Определяем функцию для оценки точности сети

In [8]:
def evaluate(net, dataloader):
    correct = 0
    total = 0
    with torch.no_grad():
        for data in dataloader:
            inputs, labels = data[0].to(device), data[1].to(device)
            outputs = net(inputs)
            _, predicted = torch.max(outputs.data, 1)
            total += labels.size(0)
            correct += (predicted == labels).sum().item()
    accuracy = 100 * correct / total
    return accuracy

Список оптимизаторов для сравнения

In [9]:
optimizers = ['SGD', 'SGD with momentum', 'Adagrad', 'Adadelta', 'RMSprop', 'Adam', 'Adamax']
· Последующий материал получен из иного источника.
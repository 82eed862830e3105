//! Configuration management for palwatch.
//!
//! Supports configuration from:
//! - Command-line arguments (highest priority)
//! - Environment variables
//! - Built-in defaults

mod settings;

pub use settings::Config;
Обучаем и оцениванием сеть для каждого оптимизатора

In [10]:
df_results = pd.DataFrame(columns=['Optimizer', 'Time(s)', 'Accuracy(%)'])
for optimizer_name in tqdm(optimizers):
    print(f"Training with {optimizer_name} optimizer...")
    
    # Определяем нейронную сеть
    net = Net()
    net.to(device)

    # Определяем функцию потерь и оптимизатор
    criterion = torch.nn.CrossEntropyLoss()
    if optimizer_name == 'SGD':
      optimizer = torch.optim.SGD(net.parameters(), lr=0.01)
    elif optimizer_name == 'SGD with momentum':
      optimizer = torch.optim.SGD(net.parameters(), lr=0.01, momentum=0.9)
    elif optimizer_name == 'Adagrad':
      optimizer = torch.optim.Adagrad(net.parameters(), lr=0.01)
    elif optimizer_name == 'Adadelta':
      optimizer = torch.optim.Adadelta(net.parameters(), lr=0.01)
    elif optimizer_name == 'RMSprop':
      optimizer = torch.optim.RMSprop(net.parameters(), lr=0.01)
    elif optimizer_name == 'Adam':
      optimizer = torch.optim.Adam(net.parameters(), lr=0.01)
    elif optimizer_name == 'Adamax':
      optimizer = torch.optim.Adamax(net.parameters(), lr=0.01)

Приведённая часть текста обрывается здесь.